Our Lord based the authentication of His ministry – that He was a true emissary of heaven, that He was the Son of God, that what He spake was true and was the truth of God and the revelation of God – and the Lord Jesus Christ based the authority and the authentication of His ministry upon the mighty miracles and the mighty works that He did.  For example, when John sent to Him and said – John in prison, John the Baptist – and said, "Are you the Christ, or are we looking for somebody else?"  The Lord said to John’s disciples, "You go back and tell John what your eyes have seen and what your ears have heard.  You go back and tell him.  For," said our Lord, "you tell John the blind see, their eyes are open; the deaf hear, their ears are unstopped; and the dumb speak; and the lame and the halt walk; and the lepers are cleansed; and the sick are healed, and the dead are raised" [Matthew 11:2 – 5].  These are the signs and the authentication that He was the Servant and the Son of God, the Christ, the Savior that was to come into the world. 

In the fourteenth chapter of the Gospel of John, eleventh verse, the Lord says to His disciples, "Believe that the Father is in Me, and I in the Father: or else believe Me for the works’ sake" [John 14:11], for the miracles’ sake.

The great authentication of Christ – that He is the Son of God, that He is what He said He was, that He is what He is proposed to be – lies in the miracles that He did.  And the great, surmounting, all-encompassing miracle that declares Christ to be the Son of God is the miracle of His resurrection [Matthew 28:1-10].

The miracle of the resurrection carries with it irresistibly all of the other miracles that Christ did.  The cradle of the church is in the empty tomb, and if there’s no empty tomb, then the church must needs lie down by the mortal remains of her dead and corrupted Lord and give up any hope, any vision for any eternity or any salvation that is yet to come, now or forever.
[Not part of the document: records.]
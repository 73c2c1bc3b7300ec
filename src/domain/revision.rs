//! Note identity and revision value types.

use super::BlobHash;
use chrono::{DateTime, Utc};
use serde::Serialize;
use std::fmt;

/// Identity of a note. Allocated by the store, never reused.
#[derive(Debug, Clone, Copy, PartialEq, Eq, PartialOrd, Ord, Hash, Serialize)]
#[serde(transparent)]
pub struct NoteId(i64);

impl NoteId {
    pub fn new(id: i64) -> Self {
        Self(id)
    }

    pub fn as_i64(&self) -> i64 {
        self.0
    }
}

impl fmt::Display for NoteId {
    fn fmt(&self, f: &mut fmt::Formatter<'_>) -> fmt::Result {
        write!(f, "{}", self.0)
    }
}

/// One entry in a note's append-only revision history.
///
/// Binds a note identity to the blob holding that revision's content and the
/// wall-clock time the revision was written. `seq` is the store's strictly
/// increasing row sequence; it breaks timestamp ties when deriving the
/// current revision and keys search-result resolution.
#[derive(Debug, Clone, PartialEq, Eq, Serialize)]
pub struct NoteRev {
    pub note_id: NoteId,
    pub sha256: BlobHash,
    pub timestamp: DateTime<Utc>,
    pub seq: i64,
}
The miracle of the resurrection of Christ is the authentication and the reality of the whole truth of what Jesus spake and what Jesus was.  He Himself based His authority and His deity on the resurrection, the sign of the resurrection from the dead.  He started His ministry that way when He cleansed the temple in the Gospel of John.  As He began His public ministry, why, they crowded around Him on every side and said, "By what authority doest Thou of these things?  What signs showest Thou?  And He said, Destroy this temple, and in three days I will raise it up." For, said John, "He spake of the temple of His body" [John 2:18 – 19, 21].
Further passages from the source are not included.